'''

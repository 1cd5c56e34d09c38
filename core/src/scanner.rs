use crate::types::FileStat;
use crate::{Error, Result};
use globset::{Glob, GlobBuilder, GlobMatcher};
use std::fs::Metadata;
use std::path::{Component, Path, PathBuf};
use tracing::{debug, warn};
use walkdir::{DirEntry, WalkDir};

/// One compiled include/exclude pattern. Patterns without a `/` match the
/// base name of any path component; the rest match the path from the scan
/// root, written with a leading `/`.
#[derive(Debug, Clone)]
struct Pattern {
    matcher: GlobMatcher,
    base_name: bool,
    literal_prefix: PathBuf,
}

impl Pattern {
    fn compile(pattern: &str) -> Result<Self> {
        let base_name = !pattern.contains('/');
        let glob = if base_name {
            Glob::new(pattern)
        } else {
            let anchored = if pattern.starts_with('/') {
                pattern.trim_end_matches('/').to_string()
            } else {
                format!("/{}", pattern.trim_end_matches('/'))
            };
            GlobBuilder::new(&anchored).literal_separator(true).build()
        }
        .map_err(|e| Error::Config(format!("invalid pattern '{}': {}", pattern, e)))?;

        let literal_prefix = if base_name {
            PathBuf::new()
        } else {
            Path::new(glob.glob())
                .components()
                .take_while(|c| !is_glob_component(c))
                .collect()
        };

        Ok(Self {
            matcher: glob.compile_matcher(),
            base_name,
            literal_prefix,
        })
    }

    /// True if `path` or one of its ancestors matches.
    fn matches(&self, path: &Path) -> bool {
        path.ancestors()
            .filter(|p| p.parent().is_some())
            .any(|p| {
                if self.base_name {
                    p.file_name().is_some_and(|name| self.matcher.is_match(name))
                } else {
                    self.matcher.is_match(p)
                }
            })
    }

    /// True if something below `dir` could match.
    fn could_match_below(&self, dir: &Path) -> bool {
        self.base_name
            || self.literal_prefix.starts_with(dir)
            || dir.starts_with(&self.literal_prefix)
    }
}

fn is_glob_component(component: &Component<'_>) -> bool {
    component
        .as_os_str()
        .to_string_lossy()
        .contains(['*', '?', '[', '{'])
}

/// Include/exclude glob sets. Exclude wins when both match; an empty
/// include set includes everything.
#[derive(Debug, Clone, Default)]
pub struct ScanFilter {
    includes: Vec<Pattern>,
    excludes: Vec<Pattern>,
}

impl ScanFilter {
    pub fn new(includes: &[String], excludes: &[String]) -> Result<Self> {
        Ok(Self {
            includes: includes.iter().map(|p| Pattern::compile(p)).collect::<Result<_>>()?,
            excludes: excludes.iter().map(|p| Pattern::compile(p)).collect::<Result<_>>()?,
        })
    }

    pub fn is_excluded(&self, path: &Path) -> bool {
        self.excludes.iter().any(|p| p.matches(path))
    }

    pub fn is_included(&self, path: &Path) -> bool {
        !self.is_excluded(path)
            && (self.includes.is_empty() || self.includes.iter().any(|p| p.matches(path)))
    }

    /// True for directories leading to an anchored include, such as `/home`
    /// and `/home/user` for `/home/user/**`. They are kept so their stat
    /// can be restored.
    fn leads_to_include(&self, dir: &Path) -> bool {
        !self.is_excluded(dir)
            && self
                .includes
                .iter()
                .any(|p| !p.base_name && p.literal_prefix.starts_with(dir))
    }

    fn should_descend(&self, dir: &Path) -> bool {
        !self.is_excluded(dir)
            && (self.includes.is_empty()
                || self
                    .includes
                    .iter()
                    .any(|p| p.matches(dir) || p.could_match_below(dir)))
    }
}

#[derive(Debug, Clone)]
pub struct ScanEntry {
    /// Location on disk.
    pub path: PathBuf,
    /// Path relative to the scan root, with a leading `/`.
    pub relative: PathBuf,
    pub stat: FileStat,
    pub symlink_target: Option<PathBuf>,
}

impl ScanEntry {
    pub fn relative_bytes(&self) -> Vec<u8> {
        path_bytes(&self.relative)
    }
}

#[cfg(unix)]
pub fn path_bytes(path: &Path) -> Vec<u8> {
    use std::os::unix::ffi::OsStrExt;
    path.as_os_str().as_bytes().to_vec()
}

#[cfg(not(unix))]
pub fn path_bytes(path: &Path) -> Vec<u8> {
    path.to_string_lossy().replace('\\', "/").into_bytes()
}

pub fn stat_from_metadata(metadata: &Metadata) -> FileStat {
    #[cfg(unix)]
    {
        use std::os::unix::fs::MetadataExt;
        FileStat {
            size: metadata.len(),
            mtime_ns: metadata.mtime() * 1_000_000_000 + metadata.mtime_nsec(),
            ctime_ns: metadata.ctime() * 1_000_000_000 + metadata.ctime_nsec(),
            mode: metadata.mode(),
            uid: metadata.uid(),
            gid: metadata.gid(),
            dev: metadata.dev(),
            ino: metadata.ino(),
            nlink: metadata.nlink(),
        }
    }

    #[cfg(not(unix))]
    {
        let file_type = metadata.file_type();
        let mode = if file_type.is_dir() {
            0o040755
        } else if file_type.is_symlink() {
            0o120777
        } else {
            0o100644
        };
        let mtime_ns = metadata
            .modified()
            .ok()
            .and_then(|t| t.duration_since(std::time::UNIX_EPOCH).ok())
            .map(|d| d.as_nanos() as i64)
            .unwrap_or(0);
        FileStat {
            size: metadata.len(),
            mtime_ns,
            mode,
            nlink: 1,
            ..Default::default()
        }
    }
}

/// Lazily walks a root directory. Each call to `scan` starts a fresh walk.
#[derive(Debug, Clone)]
pub struct Scanner {
    root: PathBuf,
    filter: ScanFilter,
}

impl Scanner {
    pub fn new<P: AsRef<Path>>(root: P, filter: ScanFilter) -> Self {
        Self {
            root: root.as_ref().to_path_buf(),
            filter,
        }
    }

    pub fn root(&self) -> &Path {
        &self.root
    }

    fn relative(&self, path: &Path) -> PathBuf {
        let rel = path.strip_prefix(&self.root).unwrap_or(path);
        Path::new("/").join(rel)
    }

    /// Directories that cannot be read are logged and skipped.
    pub fn scan(&self) -> impl Iterator<Item = ScanEntry> + '_ {
        WalkDir::new(&self.root)
            .follow_links(false)
            .sort_by_file_name()
            .into_iter()
            .filter_entry(move |entry| {
                entry.depth() == 0
                    || !entry.file_type().is_dir()
                    || self.filter.should_descend(&self.relative(entry.path()))
            })
            .filter_map(move |entry| match entry {
                Ok(entry) => self.to_scan_entry(entry),
                Err(e) => {
                    warn!(
                        path = ?e.path().map(Path::display).map(|d| d.to_string()),
                        error = %e,
                        "Skipping unreadable entry"
                    );
                    None
                }
            })
    }

    fn to_scan_entry(&self, entry: DirEntry) -> Option<ScanEntry> {
        if entry.depth() == 0 {
            return None;
        }
        let relative = self.relative(entry.path());
        let kept = self.filter.is_included(&relative)
            || (entry.file_type().is_dir() && self.filter.leads_to_include(&relative));
        if !kept {
            return None;
        }

        let metadata = match entry.metadata() {
            Ok(metadata) => metadata,
            Err(e) => {
                warn!(path = %entry.path().display(), error = %e, "Skipping entry without metadata");
                return None;
            }
        };
        let symlink_target = if entry.file_type().is_symlink() {
            std::fs::read_link(entry.path()).ok()
        } else {
            None
        };

        debug!(path = %relative.display(), "Scanned");
        Some(ScanEntry {
            path: entry.into_path(),
            relative,
            stat: stat_from_metadata(&metadata),
            symlink_target,
        })
    }
}

#[cfg(test)]
mod tests {
    use super::*;
    use std::fs;

    fn touch(root: &Path, rel: &str) {
        let path = root.join(rel);
        fs::create_dir_all(path.parent().unwrap()).unwrap();
        fs::write(path, rel.as_bytes()).unwrap();
    }

    fn files(scanner: &Scanner) -> Vec<String> {
        scanner
            .scan()
            .filter(|e| e.stat.is_file())
            .map(|e| e.relative.display().to_string())
            .collect()
    }

    fn tree() -> tempfile::TempDir {
        let dir = tempfile::tempdir().unwrap();
        for rel in [
            "home/a.txt",
            "home/b.tmp",
            "home/user/c.txt",
            "home/user/deep/d.tmp",
            "homework/e.txt",
            "etc/f.conf",
            "top.txt",
        ] {
            touch(dir.path(), rel);
        }
        dir
    }

    #[test]
    fn test_include_home_exclude_tmp() {
        let dir = tree();
        let filter = ScanFilter::new(&["/home".to_string()], &["*.tmp".to_string()]).unwrap();
        let scanner = Scanner::new(dir.path(), filter);
        assert_eq!(files(&scanner), vec!["/home/a.txt", "/home/user/c.txt"]);
    }

    #[test]
    fn test_directories_above_an_include_are_kept() {
        let dir = tree();
        let filter = ScanFilter::new(&["/home/user/**".to_string()], &[]).unwrap();
        let scanner = Scanner::new(dir.path(), filter);
        let dirs: Vec<String> = scanner
            .scan()
            .filter(|e| e.stat.is_dir())
            .map(|e| e.relative.display().to_string())
            .collect();
        assert_eq!(dirs, vec!["/home", "/home/user", "/home/user/deep"]);
        assert_eq!(
            files(&scanner),
            vec!["/home/user/c.txt", "/home/user/deep/d.tmp"]
        );
    }

    #[test]
    fn test_no_patterns_yields_everything() {
        let dir = tree();
        let scanner = Scanner::new(dir.path(), ScanFilter::default());
        assert_eq!(files(&scanner).len(), 7);
        assert!(scanner.scan().any(|e| e.stat.is_dir() && e.relative == Path::new("/home")));
    }

    #[test]
    fn test_exclude_wins_over_include() {
        let dir = tree();
        let filter =
            ScanFilter::new(&["*.txt".to_string()], &["/home/user".to_string()]).unwrap();
        let scanner = Scanner::new(dir.path(), filter);
        assert_eq!(
            files(&scanner),
            vec!["/home/a.txt", "/homework/e.txt", "/top.txt"]
        );
    }

    #[test]
    fn test_bare_pattern_matches_directory_names_at_any_depth() {
        let dir = tree();
        let filter = ScanFilter::new(&[], &["user".to_string()]).unwrap();
        let scanner = Scanner::new(dir.path(), filter);
        assert!(files(&scanner).iter().all(|p| !p.contains("/user/")));
    }

    #[test]
    fn test_scan_is_restartable() {
        let dir = tree();
        let scanner = Scanner::new(dir.path(), ScanFilter::default());
        assert_eq!(files(&scanner), files(&scanner));
    }

    #[test]
    fn test_invalid_pattern_is_config_error() {
        assert!(matches!(
            ScanFilter::new(&["a[".to_string()], &[]),
            Err(Error::Config(_))
        ));
    }

    #[cfg(unix)]
    #[test]
    fn test_unreadable_directory_does_not_abort_scan() {
        use std::os::unix::fs::PermissionsExt;

        let dir = tree();
        let locked = dir.path().join("locked");
        fs::create_dir(&locked).unwrap();
        fs::write(locked.join("secret.txt"), b"x").unwrap();
        fs::set_permissions(&locked, fs::Permissions::from_mode(0o000)).unwrap();

        let scanner = Scanner::new(dir.path(), ScanFilter::default());
        let found = files(&scanner);
        fs::set_permissions(&locked, fs::Permissions::from_mode(0o755)).unwrap();

        assert!(found.contains(&"/top.txt".to_string()));
        assert!(found.contains(&"/home/user/c.txt".to_string()));
    }
}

'''

* About this task:
Look through the entries above; find each line with the word "None" and copy it.

* Response below:
                    None
            return None;
            return None;
                return None;
            None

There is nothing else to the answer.